> [Exercise directions] Repeat the entries below exactly. Begin with the first line and end with the line that contains "read off the".

> [Given records]
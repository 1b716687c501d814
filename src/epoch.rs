// SPDX-License-Identifier: AGPL-3.0-or-later
// Copyright (C) 2026 Vallés Puig, Ramon

//! Epoch-second construction conveniences.
//!
//! [`FromEpochSecond`] builds a zone-dependent value from a count of
//! seconds since the Unix epoch: the count becomes a UTC instant, the
//! instant is projected into the given zone, and the value is read off the
//! projection.  Covered targets:
//!
//! - [`NaiveDate`] — the calendar date it is in that zone,
//! - [`NaiveTime`] — the local clock reading in that zone,
//! - [`DateTime<Tz>`] — the full zoned date-time.
//!
//! [`NaiveDateTime`](chrono::NaiveDateTime) is deliberately not covered:
//! chrono already owns that type's epoch relationship
//! ([`DateTime::from_timestamp`] and `and_utc().timestamp()`), and this
//! crate must not shadow it.

use chrono::{DateTime, NaiveDate, NaiveTime, TimeZone, Utc};

use crate::error::Error;

/// Construction from an instant or an epoch-second count, projected into a
/// zone.
///
/// `from_epoch_second` is provided in terms of `from_instant`, so the two
/// construction paths cannot diverge: going through an explicit
/// [`DateTime<Utc>`] and going through the second count always produce the
/// same value.
///
/// # Examples
///
/// ```
/// use chronext::FromEpochSecond;
/// use chrono::{FixedOffset, NaiveDate};
///
/// // 2021-10-05T23:30:00Z is already Oct 6 in Tokyo.
/// let tokyo = FixedOffset::east_opt(9 * 3600).unwrap();
/// let date = NaiveDate::from_epoch_second(1_633_476_600, &tokyo).unwrap();
/// assert_eq!(date, NaiveDate::from_ymd_opt(2021, 10, 6).unwrap());
/// ```
pub trait FromEpochSecond<Tz: TimeZone>: Sized {
    /// Project a UTC instant into `zone` and read this value off it.
    fn from_instant(instant: DateTime<Utc>, zone: &Tz) -> Self;

    /// Build from seconds since the Unix epoch.
    ///
    /// # Errors
    ///
    /// [`Error::EpochOutOfRange`] when the second count does not fit
    /// chrono's representable timestamp range.
    fn from_epoch_second(epoch_second: i64, zone: &Tz) -> Result<Self, Error> {
        let instant = DateTime::from_timestamp(epoch_second, 0)
            .ok_or(Error::EpochOutOfRange(epoch_second))?;
        Ok(Self::from_instant(instant, zone))
    }
}

/// The calendar date the instant falls on in `zone`.
impl<Tz: TimeZone> FromEpochSecond<Tz> for NaiveDate {
    #[inline]
    fn from_instant(instant: DateTime<Utc>, zone: &Tz) -> Self {
        instant.with_timezone(zone).date_naive()
    }
}

/// The local clock reading of the instant in `zone`.
impl<Tz: TimeZone> FromEpochSecond<Tz> for NaiveTime {
    #[inline]
    fn from_instant(instant: DateTime<Utc>, zone: &Tz) -> Self {
        instant.with_timezone(zone).time()
    }
}

/// The instant itself, carried in `zone`.
impl<Tz: TimeZone> FromEpochSecond<Tz> for DateTime<Tz> {
    #[inline]
    fn from_instant(instant: DateTime<Utc>, zone: &Tz) -> Self {
        instant.with_timezone(zone)
    }
}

> [Result of the task]
repository 1b716687c501d814
filename src/epoch.rs
// SPDX-License-Identifier: AGPL-3.0-or-later
// Copyright (C) 2026 Vallés Puig, Ramon

//! Epoch-second construction conveniences.
//!
//! [`FromEpochSecond`] builds a zone-dependent value from a count of
//! seconds since the Unix epoch: the count becomes a UTC instant, the
//! instant is projected into the given zone, and the value is read off the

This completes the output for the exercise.